The answer must be every line from the entries below that includes "Deserialize".

GIVEN DATA Block Start

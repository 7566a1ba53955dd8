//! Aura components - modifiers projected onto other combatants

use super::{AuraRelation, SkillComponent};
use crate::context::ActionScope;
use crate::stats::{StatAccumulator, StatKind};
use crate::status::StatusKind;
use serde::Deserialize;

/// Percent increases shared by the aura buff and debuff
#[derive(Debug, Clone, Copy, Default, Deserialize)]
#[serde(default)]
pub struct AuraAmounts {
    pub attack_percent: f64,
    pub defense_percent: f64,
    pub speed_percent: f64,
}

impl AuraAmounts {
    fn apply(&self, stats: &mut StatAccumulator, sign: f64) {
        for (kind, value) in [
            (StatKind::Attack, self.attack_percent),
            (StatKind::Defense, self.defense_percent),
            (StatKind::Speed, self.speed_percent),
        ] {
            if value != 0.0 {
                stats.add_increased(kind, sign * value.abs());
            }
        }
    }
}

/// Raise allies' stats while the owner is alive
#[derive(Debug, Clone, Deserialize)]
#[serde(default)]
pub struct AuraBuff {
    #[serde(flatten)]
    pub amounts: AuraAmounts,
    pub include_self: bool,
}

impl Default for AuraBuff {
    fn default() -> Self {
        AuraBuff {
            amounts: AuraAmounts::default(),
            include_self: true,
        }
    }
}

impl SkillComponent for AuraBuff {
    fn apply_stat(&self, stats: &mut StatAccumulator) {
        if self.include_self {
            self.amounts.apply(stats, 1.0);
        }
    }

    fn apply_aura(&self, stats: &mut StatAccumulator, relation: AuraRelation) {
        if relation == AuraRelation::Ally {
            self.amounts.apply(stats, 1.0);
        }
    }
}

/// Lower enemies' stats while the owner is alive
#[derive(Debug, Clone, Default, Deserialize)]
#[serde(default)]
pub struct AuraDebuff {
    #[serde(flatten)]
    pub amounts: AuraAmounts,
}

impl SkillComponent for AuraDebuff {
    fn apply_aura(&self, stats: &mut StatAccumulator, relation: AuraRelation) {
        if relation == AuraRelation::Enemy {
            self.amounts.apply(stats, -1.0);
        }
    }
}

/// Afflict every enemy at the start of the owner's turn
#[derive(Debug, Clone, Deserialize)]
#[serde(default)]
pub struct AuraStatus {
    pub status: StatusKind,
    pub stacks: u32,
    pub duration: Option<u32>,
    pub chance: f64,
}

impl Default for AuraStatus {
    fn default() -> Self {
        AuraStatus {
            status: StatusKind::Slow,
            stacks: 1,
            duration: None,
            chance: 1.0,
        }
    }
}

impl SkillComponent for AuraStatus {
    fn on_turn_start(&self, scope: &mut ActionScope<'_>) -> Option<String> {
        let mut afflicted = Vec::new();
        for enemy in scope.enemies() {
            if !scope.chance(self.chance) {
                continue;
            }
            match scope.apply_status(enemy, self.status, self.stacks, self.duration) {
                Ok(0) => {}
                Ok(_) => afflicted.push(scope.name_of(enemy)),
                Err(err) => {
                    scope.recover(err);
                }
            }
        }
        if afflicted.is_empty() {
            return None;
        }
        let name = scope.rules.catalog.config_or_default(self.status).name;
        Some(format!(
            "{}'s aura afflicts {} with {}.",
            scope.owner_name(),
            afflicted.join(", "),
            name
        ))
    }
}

GIVEN DATA Block End

◆ ANSWER SECTION
use serde::Deserialize;
#[derive(Debug, Clone, Copy, Default, Deserialize)]
#[derive(Debug, Clone, Deserialize)]
#[derive(Debug, Clone, Default, Deserialize)]
#[derive(Debug, Clone, Deserialize)]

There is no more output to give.